If anyone wouldn’t mind: How am I supposed to know that T1DM has a similar pedigree to schizophrenia? Teach me how to think, ples.
When you have a traveler who has intermittent abdominal symptoms and diarrhea, and who has traveled to the likes of northern Africa and such, Schistosomiasis needs to be on your radar. At least, that’s how I’ve incorporated this nugget into my mental space.
This has to do with intron splicing. Remember GTAG. This mutation induced an AG closer where it was supposed to be, so some of that intron just became an exon.
This is the only choice that comes close to nicking the thoracic duct, specifically at its inlet, the left subclavian.
Encapsulated organisms run rampant in patients who have no spleen, whether physically or functionally. (Recall the wide-array of sequalae sickle cell patients experience thanks to their functional autosplenectomy.)
Annular pancreas is the only answer that accounts for the bile in the vomit; of the choices, it is the only obstruction distal to where bile enters the GI tract.
This is indirectly asking about peak bone density. That whole thing about weight-bearing exercises, eating right, yada yada, before and during that down-slope phase of life for bone density. All about reducing that 1% per year age-related bone density loss as best as we can. Level of activity is precisely like weight-bearing exercise. (Consider: no activity, bed-ridden -- say goodbye to your bones; highly active, runs every other day -- good amount of weight-bearing / stress to induce remodeling and maintain integrity of the bones.)
This is a conditional called craniocleidodysplasia. The kid on Stranger Things with the lisp has the disorder. No collar bones, too many teeth, frontal bossing => craniocleidodysplasia. CBFA1 is a gene highly implicated in osteoblast function.
This is a hypoplasia of the pleuroperitoneal membrane. The guts herniate into the thorax, usually on the left side, and result in hypoplasia of the lungs (because they're horribly compressed).
Is this the one with the poor kidney that was cut in half against its will and has a dilated distal ureter? If so, probably showing us transitional carcinoma with mild invasion into that distal ureter. Pathoma does a pretty awesome job of talking about GU cancers (and most cancers) ((and most medicine)) IMO.
I have regarded crepitus as the rubbing of bone-on-bone. My study partner and I think this is a purely definitional question. Yes, crepitus could also be trapped air. Context, I guess.
I think Shigella is the most appropriate, as it is actually regarded as highly inflammatory. Yes, E. coli can be of the EHEC/STEC variety, but E. coli could also be of the ETEC variety or whatever other strains it has. Ergo, E. coli may be plausible, but it is not the 'most likely.' Bleh to these kinds of questions.

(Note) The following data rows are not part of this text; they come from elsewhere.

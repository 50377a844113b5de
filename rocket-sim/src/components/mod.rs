// Copyright 2025 John Brosnihan
//
// Licensed under the Apache License, Version 2.0 (the "License");
// you may not use this file except in compliance with the License.
// You may obtain a copy of the License at
//
//     http://www.apache.org/licenses/LICENSE-2.0
//
// Unless required by applicable law or agreed to in writing, software
// distributed under the License is distributed on an "AS IS" BASIS,
// WITHOUT WARRANTIES OR CONDITIONS OF ANY KIND, either express or implied.
// See the License for the specific language governing permissions and
// limitations under the License.
//! Domain components
//!
//! One file per component type. Every type here is listed in the
//! compile-time table behind [`crate::ecs::ComponentKind`].

mod fuel;
mod geometry;
mod particle;
mod player_control;
mod throttle;
mod thrust;
mod torque;

pub use fuel::FuelComponent;
pub use geometry::GeometryComponent;
pub use particle::{ParticleComponent, ParticleMode};
pub use player_control::{PlayerControlComponent, DEFAULT_JUMP_IMPULSE};
pub use throttle::{ThrottleComponent, ThrottleState, DEFAULT_THROTTLE_CHANGE_RATE};
pub use thrust::{ThrustComponent, DEFAULT_THRUST_DIRECTION};
pub use torque::{TorqueAxis, TorqueComponent, DEFAULT_SAS_DAMPING};
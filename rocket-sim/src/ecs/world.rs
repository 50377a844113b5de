// Copyright 2025 John Brosnihan
//
// Licensed under the Apache License, Version 2.0 (the "License");
// you may not use this file except in compliance with the License.
// You may obtain a copy of the License at
//
//     http://www.apache.org/licenses/LICENSE-2.0
//
// Unless required by applicable law or agreed to in writing, software
// distributed under the License is distributed on an "AS IS" BASIS,
// WITHOUT WARRANTIES OR CONDITIONS OF ANY KIND, either express or implied.
// See the License for the specific language governing permissions and
// limitations under the License.
//! World management
//!
//! The World is the entity arena: a contiguous vector of entity records
//! indexed by [`EntityId`], each owning its component table. Destroying an
//! entity drops its components with it.

use crate::components::GeometryComponent;
use crate::ecs::{Component, ComponentKind, ComponentTable, Entity, EntityId};
use crate::error::EcsError;
use crate::physics::BodyHandle;

#[derive(Debug, Clone, Default)]
struct EntityRecord {
    components: ComponentTable,
    parent: Option<Entity>,
}

/// Arena owning every entity of one simulation scope
#[derive(Debug, Clone, Default)]
pub struct World {
    generations: Vec<u32>,
    records: Vec<Option<EntityRecord>>,
    free_ids: Vec<u64>,
    alive: usize,
}

impl World {
    /// Create a new empty world
    pub fn new() -> Self {
        World::default()
    }

    /// Create a new entity with no components
    ///
    /// Slots freed by [`destroy_entity`](Self::destroy_entity) are reused
    /// with a bumped generation.
    pub fn create_entity(&mut self) -> Entity {
        let id = match self.free_ids.pop() {
            Some(id) => id,
            None => {
                self.generations.push(0);
                self.records.push(None);
                (self.records.len() - 1) as u64
            }
        };

        let index = id as usize;
        self.records[index] = Some(EntityRecord::default());
        self.alive += 1;
        Entity::new(id, self.generations[index])
    }

    /// Destroy an entity together with all of its components
    ///
    /// Returns false if the handle was already stale.
    pub fn destroy_entity(&mut self, entity: Entity) -> bool {
        if !self.is_entity_alive(entity) {
            return false;
        }

        let index = entity.id().index();
        self.records[index] = None;
        self.generations[index] = self.generations[index].wrapping_add(1);
        self.free_ids.push(entity.id().raw());
        self.alive -= 1;
        true
    }

    /// Check if an entity is alive
    pub fn is_entity_alive(&self, entity: Entity) -> bool {
        let index = entity.id().index();
        self.generations.get(index) == Some(&entity.generation())
            && matches!(self.records.get(index), Some(Some(_)))
    }

    /// Get the number of alive entities
    pub fn entity_count(&self) -> usize {
        self.alive
    }

    /// Destroy every entity
    ///
    /// Slots are kept and their generations bumped like in
    /// [`destroy_entity`](Self::destroy_entity), so handles issued before the
    /// clear stay stale.
    pub fn clear(&mut self) {
        self.free_ids.clear();
        for (index, record) in self.records.iter_mut().enumerate() {
            if record.take().is_some() {
                self.generations[index] = self.generations[index].wrapping_add(1);
            }
            self.free_ids.push(index as u64);
        }
        self.alive = 0;
    }

    /// Iterate over all alive entities in slot order
    pub fn entities(&self) -> impl Iterator<Item = Entity> + '_ {
        self.records
            .iter()
            .enumerate()
            .filter(|(_, record)| record.is_some())
            .map(|(index, _)| Entity::new(index as u64, self.generations[index]))
    }

    fn record(&self, entity: Entity) -> Option<&EntityRecord> {
        if self.generations.get(entity.id().index()) != Some(&entity.generation()) {
            return None;
        }
        self.records.get(entity.id().index())?.as_ref()
    }

    fn record_mut(&mut self, entity: Entity) -> Option<&mut EntityRecord> {
        if self.generations.get(entity.id().index()) != Some(&entity.generation()) {
            return None;
        }
        self.records.get_mut(entity.id().index())?.as_mut()
    }

    /// Attach a component to an entity
    ///
    /// # Errors
    ///
    /// - [`EcsError::EntityNotFound`] if the handle is stale
    /// - [`EcsError::DuplicateComponentType`] if the entity already has a
    ///   component of the same kind; the existing component is kept
    pub fn add_component<T: Component>(&mut self, entity: Entity, component: T) -> Result<(), EcsError> {
        let record = self
            .record_mut(entity)
            .ok_or(EcsError::EntityNotFound(entity))?;

        record
            .components
            .insert(component)
            .map_err(|_| EcsError::DuplicateComponentType {
                entity,
                kind: T::KIND,
            })
    }

    /// Borrow the component of type `T` attached to an entity
    pub fn component<T: Component>(&self, entity: Entity) -> Option<&T> {
        self.record(entity)?.components.get::<T>()
    }

    /// Mutably borrow the component of type `T` attached to an entity
    pub fn component_mut<T: Component>(&mut self, entity: Entity) -> Option<&mut T> {
        self.record_mut(entity)?.components.get_mut::<T>()
    }

    /// Check whether an entity has a component of type `T`
    pub fn has_component<T: Component>(&self, entity: Entity) -> bool {
        self.component::<T>(entity).is_some()
    }

    /// Detach and return the component of type `T`
    pub fn remove_component<T: Component>(&mut self, entity: Entity) -> Option<T> {
        self.record_mut(entity)?.components.remove::<T>()
    }

    /// Kinds of the components attached to an entity (empty for stale handles)
    pub fn component_kinds(&self, entity: Entity) -> Vec<ComponentKind> {
        self.record(entity)
            .map(|record| record.components.kinds().collect())
            .unwrap_or_default()
    }

    /// Link an entity to the aggregate it belongs to
    ///
    /// The link is a plain handle: it does not keep the parent alive.
    pub fn set_parent(&mut self, entity: Entity, parent: Option<Entity>) -> Result<(), EcsError> {
        let record = self
            .record_mut(entity)
            .ok_or(EcsError::EntityNotFound(entity))?;
        record.parent = parent;
        Ok(())
    }

    /// Aggregate the entity belongs to, if any
    pub fn parent(&self, entity: Entity) -> Option<Entity> {
        self.record(entity)?.parent
    }

    /// Find the entity whose geometry owns the given physics body
    ///
    /// This is how a host hit-test result is mapped back into the simulation.
    pub fn entity_for_body(&self, body: BodyHandle) -> Option<Entity> {
        self.entities().find(|&entity| {
            self.component::<GeometryComponent>(entity)
                .is_some_and(|geometry| geometry.body() == body)
        })
    }

    /// Raw slot lookup, mainly useful for diagnostics
    pub fn entity_at(&self, id: EntityId) -> Option<Entity> {
        let index = id.index();
        match self.records.get(index) {
            Some(Some(_)) => Some(Entity::new(id.raw(), self.generations[index])),
            _ => None,
        }
    }
}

If you want to clear a drug, it is probably best that it not be bound to proteins (so that it gets filtered) and it has a low volume of distribution (so it isn't in the deep, hard to reach tissues).
This patient is experiencing hypersensitivity pneumonitis from the parakeets. I was thinking M. Avium when I selected parakeets -- I think my logic was flawed given the specifics of the patient's story.
As a rule of thumb, if you give someone an ACE inhibitor and they get a problem, they had renal artery stenosis (usually bilaterally, or so we were taught at our med school). Probably has to do with decreased GFR thanks to decreased Angiotensin II–selective vasoconstriction of the efferent arteriole => decreased sodium delivery to macula densa => increased renin release.
Anytime you have a person who bumps their head, gets back up, and then has severe issues or dies like 6 hours later -- you have yourself an epidural hematoma from laceration to the middle MENINGEAL artery. (Goljan really emphasizes that you don't screw up and select middle cerebral.) You know it has to be an arterial laceration since the dura is tightly adhered to the skull's inner surface. Goljan referred to his experience with it as needing pliers to remove the dura from the skull; graphic, but it drives the point home. Tenting seen on CT is because the epidural hematoma gets stuck between the suture lines. When it manages to break past one of the suture lines, it is my understanding that then is when you get severe sequelae, like death or whatever.
Pregnancy + Hx of thrombosis --> think antiphospholipid syndrome
The PT and PTT are prolonged d/t interference from the antibodies to phospholipids. Thrombin time normal.
Had to find research articles about it so take it from here and don't waste your time...
Anyone else figure out how a surgeon gets his hand inside the patient deep enough to avulse the hepatic veins from the IVC during a LAPAROTOMY? Baffles me.